The current Public Library has taken on many forms over 100 years

Why do some people call the Library the Old General Store?

The Library has been referred to as the Union Steamship Company Store, the Big Store, the Company Store, Bowen Store, the Old General Store, the New Store, the Old Store...

In 1924 the Union Steamship Company built the Tudor style building to supply groceries and provisions to summer visitors as well as the small year-round community of about 150 people. An article in the Province newspaper, Sunday, July 19, 1925, describes the new store as a building that combines the picturesque appearance of a quaint Old Country Inn with the service facilities of today.

The store also had a Post Office and a single gas pump. Edythe Hanen wrote “In the early winter evenings, gas lamps illuminated the Ione Standard Oil gas pump outside.”

A recent addition to the Bowen Island Museum & Archives is a painting by Joan E. Nicol titled the Bowen Island Store. A note on the back of the painting reads “General Store at Bowen Island where grandpa Percy Bird was the first manager and grandma Betty Bird was the first Post Mistress in 1925. We lived upstairs. Grandma Birdy (Betty) went to the first grade of school there, in an eight grade, one room school house and Bowen Island. She was the only one in grade one. Auntie Barbara Kettle was born there.” Betty DeRidder

In 1927 Murray Hume and his wife took over and Mrs. Hume’s worked in the Post Office work while her husband tended the store. Mail was delivered daily, fresh produce was sold in bulk and weighed out at the counter and baked goods came by steamship. One of the regular helpers was George Ward, who later did most of the Post Office work. They hired more help in the summer when they sold ice cream and expanded the meat counter.

During the winter, the Store also served as cafe and social centre. Mrs. Douglas M. Harding, who ran the store for 15 years, recalled that in winter, when the island was quiet, people would just drop by and have cup of coffee and chat.

As the tourism industry ground to a halt in 1956, the Union rented the building to a succession of tenants (Lloyd Walters, Tim MacKinnon and the Lock and Stansfield families) who continued to run it as a general store. In 1975 the grocery business moved into new premises further up Government Road.

The General Store was boarded up in 1975 and, looking distinctly shopworn quietly passed into the hands of Crippen Engineering Limited. Crippen announced in the fall of 1978 that they would demolish the building the following January.

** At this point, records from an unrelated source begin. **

//! Station directory search against a radio-browser mirror.

use std::time::Duration;

use reqwest::Url;
use serde::Deserialize;
use thiserror::Error;
use tracing::{debug, warn};

use radiola_core::net;
use radiola_core::protocol::Station;

const TIMEOUT: Duration = Duration::from_secs(20);
const MAX_GENRES: usize = 5;

#[derive(Debug, Error)]
pub enum SearchError {
    #[error("network error: {0}")]
    Net(String),
    #[error("search timed out")]
    Timeout,
    #[error("directory returned {status}: {message}")]
    Service { status: u16, message: String },
    #[error("invalid directory address: {0}")]
    BadBase(String),
    #[error(transparent)]
    Proxy(#[from] net::ProxyError),
}

impl From<reqwest::Error> for SearchError {
    fn from(e: reqwest::Error) -> Self {
        if e.is_timeout() {
            SearchError::Timeout
        } else if let Some(status) = e.status() {
            SearchError::Service {
                status: status.as_u16(),
                message: status.canonical_reason().unwrap_or("unknown").to_string(),
            }
        } else {
            SearchError::Net(e.to_string())
        }
    }
}

#[derive(Debug, Clone, PartialEq)]
pub enum SearchResult {
    Station(Station),
    Genre { name: String, station_count: u64 },
}

impl SearchResult {
    /// Bold part and the trailing qualifier of a result row.
    pub fn label_parts(&self) -> (&str, String) {
        match self {
            SearchResult::Station(station) => {
                let country = if station.country.is_empty() {
                    "unknown".to_string()
                } else {
                    station.country.clone()
                };
                (station.name.as_str(), format!("({})", country))
            }
            SearchResult::Genre { name, .. } => (name.as_str(), "(genre)".to_string()),
        }
    }

    pub fn markup(&self) -> String {
        let (name, qualifier) = self.label_parts();
        format!("**{}** {}", name, qualifier)
    }
}

#[derive(Debug, Deserialize)]
struct DirectoryStation {
    #[serde(default)]
    name: String,
    #[serde(default)]
    url: String,
    #[serde(default)]
    url_resolved: String,
    #[serde(default)]
    homepage: String,
    #[serde(default)]
    tags: String,
    #[serde(default)]
    country: String,
}

impl DirectoryStation {
    fn into_station(self) -> Option<Station> {
        let name = self.name.trim().to_string();
        let url = if self.url_resolved.is_empty() {
            self.url
        } else {
            self.url_resolved
        };
        if name.is_empty() || url.is_empty() {
            return None;
        }
        Some(Station {
            description: self.homepage,
            tags: self
                .tags
                .split(',')
                .map(str::trim)
                .filter(|t| !t.is_empty())
                .map(str::to_string)
                .collect(),
            country: self.country,
            use_quick_mix: true,
            ..Station::new(name, url)
        })
    }
}

#[derive(Debug, Deserialize)]
struct DirectoryTag {
    name: String,
    #[serde(default)]
    stationcount: u64,
}

#[derive(Clone)]
pub struct DirectoryClient {
    client: reqwest::Client,
    api_base: Url,
    limit: usize,
}

impl DirectoryClient {
    pub fn new(api_base: &str, limit: usize, proxy: Option<&str>) -> Result<Self, SearchError> {
        let api_base = Url::parse(api_base).map_err(|e| SearchError::BadBase(e.to_string()))?;
        if api_base.cannot_be_a_base() {
            return Err(SearchError::BadBase(api_base.to_string()));
        }
        Ok(Self {
            client: net::http_client(proxy, Some(TIMEOUT))?,
            api_base,
            limit,
        })
    }

    /// `segments` are appended to the base path, each percent-encoded.
    fn endpoint(&self, segments: &[&str]) -> Url {
        let mut url = self.api_base.clone();
        if let Ok(mut path) = url.path_segments_mut() {
            path.pop_if_empty().extend(segments);
        }
        url
    }

    async fn get<T: serde::de::DeserializeOwned>(
        &self,
        segments: &[&str],
        query: &[(&str, String)],
    ) -> Result<T, SearchError> {
        let url = self.endpoint(segments);
        debug!("directory request {}", url);
        let response = self
            .client
            .get(url)
            .query(query)
            .send()
            .await
            .and_then(reqwest::Response::error_for_status)
            .map_err(|e| {
                warn!("directory request failed: {}", e);
                SearchError::from(e)
            })?;
        Ok(response.json().await?)
    }

    async fn stations(&self, segments: &[&str], query: &[(&str, String)]) -> Result<Vec<Station>, SearchError> {
        let found: Vec<DirectoryStation> = self.get(segments, query).await?;
        let mut seen = std::collections::HashSet::new();
        Ok(found
            .into_iter()
            .filter_map(DirectoryStation::into_station)
            .filter(|s| seen.insert(s.url.clone()))
            .collect())
    }

    /// Matching genres first, then stations whose name matches.
    pub async fn search(&self, query: &str) -> Result<Vec<SearchResult>, SearchError> {
        let query = query.trim();
        if query.is_empty() {
            return Ok(Vec::new());
        }
        let limit = self.limit.to_string();
        let tags: Vec<DirectoryTag> = self
            .get(
                &["json", "tags", query],
                &[
                    ("order", "stationcount".to_string()),
                    ("reverse", "true".to_string()),
                    ("limit", MAX_GENRES.to_string()),
                ],
            )
            .await?;
        let stations = self
            .stations(
                &["json", "stations", "search"],
                &[
                    ("name", query.to_string()),
                    ("limit", limit),
                    ("hidebroken", "true".to_string()),
                    ("order", "votes".to_string()),
                    ("reverse", "true".to_string()),
                ],
            )
            .await?;

        let mut results: Vec<SearchResult> = tags
            .into_iter()
            .filter(|t| t.stationcount > 0)
            .map(|t| SearchResult::Genre {
                name: t.name,
                station_count: t.stationcount,
            })
            .collect();
        results.extend(stations.into_iter().map(SearchResult::Station));
        Ok(results)
    }

    /// Stations carrying exactly `tag`.
    pub async fn by_tag(&self, tag: &str) -> Result<Vec<SearchResult>, SearchError> {
        let stations = self
            .stations(
                &["json", "stations", "bytagexact", tag],
                &[
                    ("limit", self.limit.to_string()),
                    ("hidebroken", "true".to_string()),
                    ("order", "votes".to_string()),
                    ("reverse", "true".to_string()),
                ],
            )
            .await?;
        Ok(stations.into_iter().map(SearchResult::Station).collect())
    }
}

#[cfg(test)]
mod tests {
    use super::*;
    use axum::extract::{Path, Query};
    use axum::routing::get;
    use axum::{Json, Router};
    use serde_json::{json, Value};
    use std::collections::HashMap;

    async fn tags(Path(filter): Path<String>) -> Json<Value> {
        assert_eq!(filter, "jazz");
        Json(json!([
            {"name": "jazz", "stationcount": 812},
            {"name": "jazz fusion", "stationcount": 0},
        ]))
    }

    async fn search(Query(q): Query<HashMap<String, String>>) -> Json<Value> {
        assert_eq!(q.get("name").map(String::as_str), Some("jazz"));
        assert_eq!(q.get("limit").map(String::as_str), Some("10"));
        Json(json!([
            {"name": "Jazz Radio", "url": "http://a/stream", "url_resolved": "http://a/live.mp3",
             "tags": "jazz, smooth jazz,", "country": "France"},
            {"name": "Jazz Radio (mirror)", "url": "http://a/live.mp3", "country": "France"},
            {"name": "", "url": "http://nameless/"},
            {"name": "KJZZ", "url": "http://kjzz/"},
        ]))
    }

    async fn by_tag(Path(tag): Path<String>) -> Json<Value> {
        assert_eq!(tag, "drum and bass");
        Json(json!([{"name": "DnB FM", "url": "http://dnb/", "country": "UK"}]))
    }

    async fn serve() -> DirectoryClient {
        let listener = tokio::net::TcpListener::bind("127.0.0.1:0").await.unwrap();
        let addr = listener.local_addr().unwrap();
        let app = Router::new()
            .route("/json/tags/:filter", get(tags))
            .route("/json/stations/search", get(search))
            .route("/json/stations/bytagexact/:tag", get(by_tag));
        tokio::spawn(async move {
            axum::serve(listener, app).await.unwrap();
        });
        DirectoryClient::new(&format!("http://{addr}/"), 10, None).unwrap()
    }

    #[test]
    fn markup_names_the_kind_of_result() {
        let station = Station {
            country: "Germany".into(),
            ..Station::new("Radio Eins", "http://eins/")
        };
        assert_eq!(SearchResult::Station(station).markup(), "**Radio Eins** (Germany)");
        let genre = SearchResult::Genre {
            name: "ambient".into(),
            station_count: 3,
        };
        assert_eq!(genre.markup(), "**ambient** (genre)");
        assert_eq!(
            SearchResult::Station(Station::new("X", "http://x/")).markup(),
            "**X** (unknown)"
        );
    }

    #[test]
    fn endpoint_segments_are_escaped() {
        let client = DirectoryClient::new("https://de1.api.radio-browser.info/", 10, None).unwrap();
        assert_eq!(
            client.endpoint(&["json", "stations", "bytagexact", "r&b/soul"]).as_str(),
            "https://de1.api.radio-browser.info/json/stations/bytagexact/r&b%2Fsoul"
        );
        assert_eq!(
            client.endpoint(&["json", "tags", "drum and bass"]).path(),
            "/json/tags/drum%20and%20bass"
        );
    }

    #[test]
    fn rejects_a_base_that_is_not_a_url() {
        assert!(matches!(
            DirectoryClient::new("radio-browser", 10, None),
            Err(SearchError::BadBase(_))
        ));
    }

    #[tokio::test]
    async fn genres_come_before_stations() {
        let client = serve().await;
        let results = client.search(" jazz ").await.unwrap();
        assert_eq!(results.len(), 3);
        assert_eq!(
            results[0],
            SearchResult::Genre {
                name: "jazz".into(),
                station_count: 812
            }
        );
        match &results[1] {
            SearchResult::Station(s) => {
                assert_eq!(s.url, "http://a/live.mp3");
                assert_eq!(s.tags, vec!["jazz".to_string(), "smooth jazz".to_string()]);
                assert!(s.use_quick_mix);
            }
            other => panic!("unexpected {:?}", other),
        }
        assert!(matches!(&results[2], SearchResult::Station(s) if s.name == "KJZZ"));
    }

    #[tokio::test]
    async fn tag_search_lists_stations() {
        let client = serve().await;
        let results = client.by_tag("drum and bass").await.unwrap();
        assert_eq!(results.len(), 1);
        assert_eq!(results[0].markup(), "**DnB FM** (UK)");
    }

    #[tokio::test]
    async fn empty_query_skips_the_network() {
        let client = DirectoryClient::new("http://127.0.0.1:9", 10, None).unwrap();
        assert!(client.search("   ").await.unwrap().is_empty());
        assert!(matches!(client.search("x").await, Err(SearchError::Net(_))));
    }
}
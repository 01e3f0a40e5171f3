//! Bordered panes and centered dialog frames with consistent focus styling.

use ratatui::{
    layout::Rect,
    style::{Color, Modifier, Style},
    text::{Line, Span},
    widgets::{Block, Borders, Clear},
    Frame,
};

use crate::theme::{style_focused_border, style_unfocused_border, C_BG, C_MUTED, C_PRIMARY};

/// Shown in the top-right of the pane header (e.g. "LIVE", "ERR").
pub struct Badge<'a> {
    pub text: &'a str,
    pub color: Color,
}

pub fn pane_chrome<'a>(title: &'a str, focused: bool, badge: Option<Badge<'a>>) -> Block<'a> {
    let border_style = if focused {
        style_focused_border()
    } else {
        style_unfocused_border()
    };
    let title_style = if focused {
        Style::default().fg(C_PRIMARY).add_modifier(Modifier::BOLD)
    } else {
        Style::default().fg(C_MUTED)
    };

    let block = Block::default()
        .borders(Borders::ALL)
        .border_style(border_style)
        .title(Line::from(Span::styled(format!(" {} ", title), title_style)));

    match badge {
        Some(b) => block.title_top(
            Line::from(Span::styled(
                format!(" {} ", b.text),
                Style::default().fg(b.color).add_modifier(Modifier::BOLD),
            ))
            .right_aligned(),
        ),
        None => block,
    }
}

/// `width` x `height` rectangle centered in `area`, clamped to it.
pub fn centered(area: Rect, width: u16, height: u16) -> Rect {
    let w = width.min(area.width);
    let h = height.min(area.height);
    Rect {
        x: area.x + (area.width - w) / 2,
        y: area.y + (area.height - h) / 2,
        width: w,
        height: h,
    }
}

/// Clear `area`, draw a focused dialog frame, return the inner area.
pub fn dialog_frame(frame: &mut Frame, area: Rect, title: &str) -> Rect {
    frame.render_widget(Clear, area);
    let block = pane_chrome(title, true, None).style(Style::default().bg(C_BG));
    let inner = block.inner(area);
    frame.render_widget(block, area);
    inner
}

News of the demolition did not sit well with most of the islanders and the building was saved, renovated and moved and a cultural reuse of the building began. My recollection is that during this time the building was used as a Flea Market (the Fleam), office space for the GVRD, Family Place, Teen Centre, Theatre on the Isle productions, the Haunted House and for many other island events. And now it is the home of the Bowen Island Public Library.